A UE apresentou um projeto de lei ao Parlamento do bloco, na semana passada, com uma lista de commodities, a maior parte produzida pelo Brasil, como soja, café, carne bovina e cacau, que poderão ser impedidas de entrar na região. Segundo a associação, a iniciativa é uma afronta à soberania nacional e coloca a conversão de uso do solo permitido em lei na mesma vala comum do desmatamento ilegal, que já é punido pela legislação ambiental brasileira.

O agronegócio brasileiro já vinha sendo alvo de barreiras sanitárias. Em outubro, a China suspendeu as compras de carne brasileira depois que foram registrados indícios de contaminação de gado pelo “mal da vaca louca”. As suspeitas não foram confirmadas, mas, mesmo assim, as importações não foram retomadas até o momento.

Em posicionamento contra as medidas, a Aprosoja disse em nota que “a União Europeia precisa entender que (os europeus) não são mais a metrópole do mundo e que o Brasil e demais países da América do Sul deixaram de ser suas colônias”. Para a Aprosoja, “se os europeus estão preocupados com nossas florestas, eles poderiam aproveitar a qualidade de suas terras para replantar também as suas florestas, e instituir como aqui a reserva legal e as áreas de proteção permanente dentro das propriedades rurais. Portanto, respeitem a nossa soberania!”

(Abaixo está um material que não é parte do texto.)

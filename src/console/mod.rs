//! Interactive terminal front end.
//!
//! Each screen prints the open phase, offers only the actions whose guards
//! currently hold, and applies the chosen one. All rules live in the library.

mod decision;
mod filter;
mod landing;
mod render;
mod teach;

use anyhow::{Context, Result};
use dialoguer::{Input, Select};

use clarity::application::ClarityApp;
use clarity::domain::foundation::Mode;

/// What the main loop does after a screen returns.
#[derive(Debug, Clone, Copy, PartialEq, Eq)]
pub enum Flow {
    Continue,
    Quit,
}

/// Runs screens until the user quits.
pub fn run(app: &mut ClarityApp) -> Result<()> {
    loop {
        let flow = match app.mode() {
            Mode::Landing => landing::show(app)?,
            Mode::Filter => filter::show(app)?,
            Mode::Decision => decision::show(app)?,
            Mode::Teach => teach::show(app)?,
        };

        if flow == Flow::Quit {
            return Ok(());
        }
    }
}

/// Shows a menu and returns the value paired with the chosen label.
fn choose<A: Copy>(prompt: &str, entries: &[(String, A)]) -> Result<A> {
    let labels: Vec<&str> = entries.iter().map(|(label, _)| label.as_str()).collect();
    let index = Select::new()
        .with_prompt(prompt)
        .items(&labels)
        .default(0)
        .interact()
        .context("Failed to read menu choice")?;

    entries
        .get(index)
        .map(|(_, action)| *action)
        .context("Menu choice out of range")
}

/// Free-text prompt. An empty answer is allowed.
fn ask(prompt: &str, initial: &str) -> Result<String> {
    Input::<String>::new()
        .with_prompt(prompt)
        .with_initial_text(initial)
        .allow_empty(true)
        .interact_text()
        .context("Failed to read input")
}

/// Bounded numeric prompt for weights and scores.
fn ask_number(prompt: &str, min: u8, max: u8, current: u8) -> Result<u8> {
    Input::<u8>::new()
        .with_prompt(format!("{} ({}-{})", prompt, min, max))
        .default(current)
        .validate_with(move |value: &u8| {
            if (min..=max).contains(value) {
                Ok(())
            } else {
                Err(format!("Enter a number from {} to {}", min, max))
            }
        })
        .interact_text()
        .context("Failed to read number")
}

/// Entries appended to every exercise menu.
fn navigation<A>(menu: A, quit: A) -> [(String, A); 2] {
    [
        ("Back to menu".to_string(), menu),
        ("Quit".to_string(), quit),
    ]
}
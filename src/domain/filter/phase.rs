//! Phases of the filter exercise.

use serde::{Deserialize, Serialize};

use crate::domain::foundation::PhaseSequence;

/// INPUT → SELECT → RESULT.
#[derive(Debug, Clone, Copy, PartialEq, Eq, Hash, Serialize, Deserialize, Default)]
#[serde(rename_all = "SCREAMING_SNAKE_CASE")]
pub enum FilterPhase {
    /// Brain-dump everything on the user's mind.
    #[default]
    Input,
    /// Pick the few items that matter.
    Select,
    /// Read back the chosen focus list.
    Result,
}

impl FilterPhase {
    pub fn subtitle(&self) -> &'static str {
        match self {
            FilterPhase::Input => "Get everything out of your head. Don't worry about order yet.",
            FilterPhase::Select => "Select the 3 items that will truly move the needle today.",
            FilterPhase::Result => "This is your contract with yourself. Ignore the rest.",
        }
    }
}

impl PhaseSequence for FilterPhase {
    const SEQUENCE: &'static [Self] = &[FilterPhase::Input, FilterPhase::Select, FilterPhase::Result];

    fn label(&self) -> &'static str {
        match self {
            FilterPhase::Input => "INPUT",
            FilterPhase::Select => "SELECT",
            FilterPhase::Result => "RESULT",
        }
    }

    fn title(&self) -> &'static str {
        match self {
            FilterPhase::Input => "Capture your thoughts",
            FilterPhase::Select => "What actually matters?",
            FilterPhase::Result => "Your Focus",
        }
    }
}
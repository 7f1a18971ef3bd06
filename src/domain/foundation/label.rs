//! Label value object: trimmed, non-blank user text.

use serde::{Deserialize, Serialize};
use std::fmt;

use super::ValidationError;

/// Single-line text the user typed, with surrounding whitespace removed.
///
/// Blank or whitespace-only input never becomes a `Label`.
#[derive(Debug, Clone, PartialEq, Eq, Hash, Serialize, Deserialize)]
#[serde(try_from = "String", into = "String")]
pub struct Label(String);

impl Label {
    /// Trims `raw` and rejects it if nothing is left.
    pub fn parse(field: &str, raw: &str) -> Result<Self, ValidationError> {
        let trimmed = raw.trim();
        if trimmed.is_empty() {
            return Err(ValidationError::empty_field(field));
        }
        Ok(Self(trimmed.to_string()))
    }

    pub fn as_str(&self) -> &str {
        &self.0
    }
}

/// Returns true when `raw` would be rejected by [`Label::parse`].
pub fn is_blank(raw: &str) -> bool {
    raw.trim().is_empty()
}

impl TryFrom<String> for Label {
    type Error = ValidationError;

    fn try_from(value: String) -> Result<Self, Self::Error> {
        Self::parse("label", &value)
    }
}

impl From<Label> for String {
    fn from(label: Label) -> Self {
        label.0
    }
}

impl AsRef<str> for Label {
    fn as_ref(&self) -> &str {
        &self.0
    }
}

impl fmt::Display for Label {
    fn fmt(&self, f: &mut fmt::Formatter<'_>) -> fmt::Result {
        f.write_str(&self.0)
    }
}
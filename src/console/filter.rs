//! Filter screens - capture, select three, show the focus list.

use anyhow::Result;
use colored::Colorize;

use super::render::{check_row, print_header, print_notice};
use super::{ask, choose, navigation, Flow};
use clarity::application::ClarityApp;
use clarity::domain::filter::{FilterPhase, ToggleOutcome, SELECTION_CAP};

#[derive(Debug, Clone, Copy)]
enum Action {
    Add,
    Remove,
    Toggle,
    Advance,
    StartOver,
    Menu,
    Quit,
}

pub fn show(app: &mut ClarityApp) -> Result<Flow> {
    let exercise = app.filter()?;
    print_header(app.active(), Some(exercise.phase().subtitle()));

    let items: Vec<String> = exercise.items().iter().map(|i| i.to_string()).collect();
    let mut entries = Vec::new();

    match exercise.phase() {
        FilterPhase::Input => {
            if items.is_empty() {
                println!("{}", "  Nothing captured yet.".dimmed());
            }
            for (index, item) in items.iter().enumerate() {
                println!("  {}. {}", index + 1, item);
            }
            entries.push(("Add a thought".to_string(), Action::Add));
            if !items.is_empty() {
                entries.push(("Remove a thought".to_string(), Action::Remove));
            }
            if exercise.can_advance() {
                entries.push(("Filter these".to_string(), Action::Advance));
            }
        }
        FilterPhase::Select => {
            for (index, item) in items.iter().enumerate() {
                println!("  {}", check_row(exercise.is_selected(index), item));
            }
            println!(
                "\n  {} of {} chosen",
                exercise.selection().len(),
                SELECTION_CAP
            );
            entries.push(("Toggle a thought".to_string(), Action::Toggle));
            if exercise.can_advance() {
                entries.push((exercise.confirm_label(), Action::Advance));
            }
        }
        FilterPhase::Result => {
            for (rank, item) in exercise.focus().iter().enumerate() {
                println!("  {}. {}", rank + 1, item.as_str().bold());
            }
            entries.push(("Start over".to_string(), Action::StartOver));
        }
    }
    entries.extend(navigation(Action::Menu, Action::Quit));

    match choose("What next?", &entries)? {
        Action::Add => {
            let text = ask("Thought", "")?;
            if let Err(e) = app.filter_mut()?.add_item(&text) {
                print_notice(&e.to_string());
            }
        }
        Action::Remove => {
            if let Some(index) = pick_item("Remove which?", &items)? {
                app.filter_mut()?.remove_item(index)?;
            }
        }
        Action::Toggle => {
            if let Some(index) = pick_item("Toggle which?", &items)? {
                if app.filter_mut()?.toggle(index)? == ToggleOutcome::Rejected {
                    print_notice("Three is the limit. Deselect one first.");
                }
            }
        }
        Action::Advance => {
            if let Err(e) = app.advance() {
                print_notice(&e.to_string());
            }
        }
        Action::StartOver => app.reset()?,
        Action::Menu => app.back_to_landing(),
        Action::Quit => return Ok(Flow::Quit),
    }

    Ok(Flow::Continue)
}

fn pick_item(prompt: &str, items: &[String]) -> Result<Option<usize>> {
    let mut entries: Vec<(String, Option<usize>)> = items
        .iter()
        .enumerate()
        .map(|(index, item)| (item.clone(), Some(index)))
        .collect();
    entries.push(("Cancel".to_string(), None));
    choose(prompt, &entries)
}
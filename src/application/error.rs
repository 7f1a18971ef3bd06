//! Errors surfaced by the application layer.

use thiserror::Error;

use crate::domain::foundation::{ExerciseError, Mode};

#[derive(Debug, Clone, PartialEq, Eq, Error)]
pub enum AppError {
    #[error("No exercise is open on the {0} screen")]
    NoExercise(Mode),

    #[error("Expected the {expected} exercise, but {actual} is open")]
    ModeMismatch { expected: Mode, actual: Mode },

    #[error(transparent)]
    Exercise(#[from] ExerciseError),
}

A associação observou que se trabalha há décadas para que a indústria europeia e as tradings que atuam no mercado global de grãos aceitem o Código Florestal (Lei 12.651), que foi aprovado de forma democrática pelo Congresso Nacional em 2012, como regra suficiente para a preservação ambiental.

“Esta Lei, única no mundo, coloca sob responsabilidade exclusiva dos produtores a preservação entre 20% e 80% de vegetação nativa em suas fazendas, além de topos de morros, cursos d’água e toda sua biodiversidade incluída”, afirmou em nota.

Para a Aprosoja, após a União Europeia obrigar o cumprimento de exigências pelas suas indústrias, toda a soja produzida no Brasil passa a ser obrigada a cumprir a regra, independentemente se será consumida pelas aves e suínos no Brasil ou China.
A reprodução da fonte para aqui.